▶ _What the task asks_:
The entries are to be repeated verbatim, with nothing left out.

======== Extracted data

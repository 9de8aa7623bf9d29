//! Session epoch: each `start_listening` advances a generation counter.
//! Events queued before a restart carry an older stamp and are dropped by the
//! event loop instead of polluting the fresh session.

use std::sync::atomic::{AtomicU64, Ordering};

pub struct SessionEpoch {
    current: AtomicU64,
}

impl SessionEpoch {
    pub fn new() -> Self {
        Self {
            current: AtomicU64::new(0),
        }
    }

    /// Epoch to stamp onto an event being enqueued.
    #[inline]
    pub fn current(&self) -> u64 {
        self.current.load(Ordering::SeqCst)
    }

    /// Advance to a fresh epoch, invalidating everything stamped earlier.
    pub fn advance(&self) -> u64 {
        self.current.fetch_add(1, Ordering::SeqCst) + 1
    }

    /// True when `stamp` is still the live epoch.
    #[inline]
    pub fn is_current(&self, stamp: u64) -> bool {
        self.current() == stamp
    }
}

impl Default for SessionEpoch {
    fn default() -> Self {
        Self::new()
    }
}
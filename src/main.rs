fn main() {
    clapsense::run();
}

================

▶ _Problem solution_:
repository 9de8aa7623bf9d29
//! Session epoch: each `start_listening` advances a generation counter.
//! Events queued before a restart carry an older stamp and are dropped by the
//! event loop instead of polluting the fresh session.

use std::sync::atomic::{AtomicU64, Ordering};

pub struct SessionEpoch {
    current: AtomicU64,
}

impl SessionEpoch {
    pub fn new() -> Self {
        Self {
            current: AtomicU64::new(0),
        }
    }

    /// Epoch to stamp onto an event being enqueued.
    #[inline]
    pub fn current(&self) -> u64 {
        self.current.load(Ordering::SeqCst)
    }

    /// Advance to a fresh epoch, invalidating everything stamped earlier.
    pub fn advance(&self) -> u64 {
        self.current.fetch_add(1, Ordering::SeqCst) + 1
    }

    /// True when `stamp` is still the live epoch.
    #[inline]
    pub fn is_current(&self, stamp: u64) -> bool {
        self.current() == stamp
    }
}

impl Default for SessionEpoch {
    fn default() -> Self {
        Self::new()
    }
}
filename src/main.rs
fn main() {
    clapsense::run();
}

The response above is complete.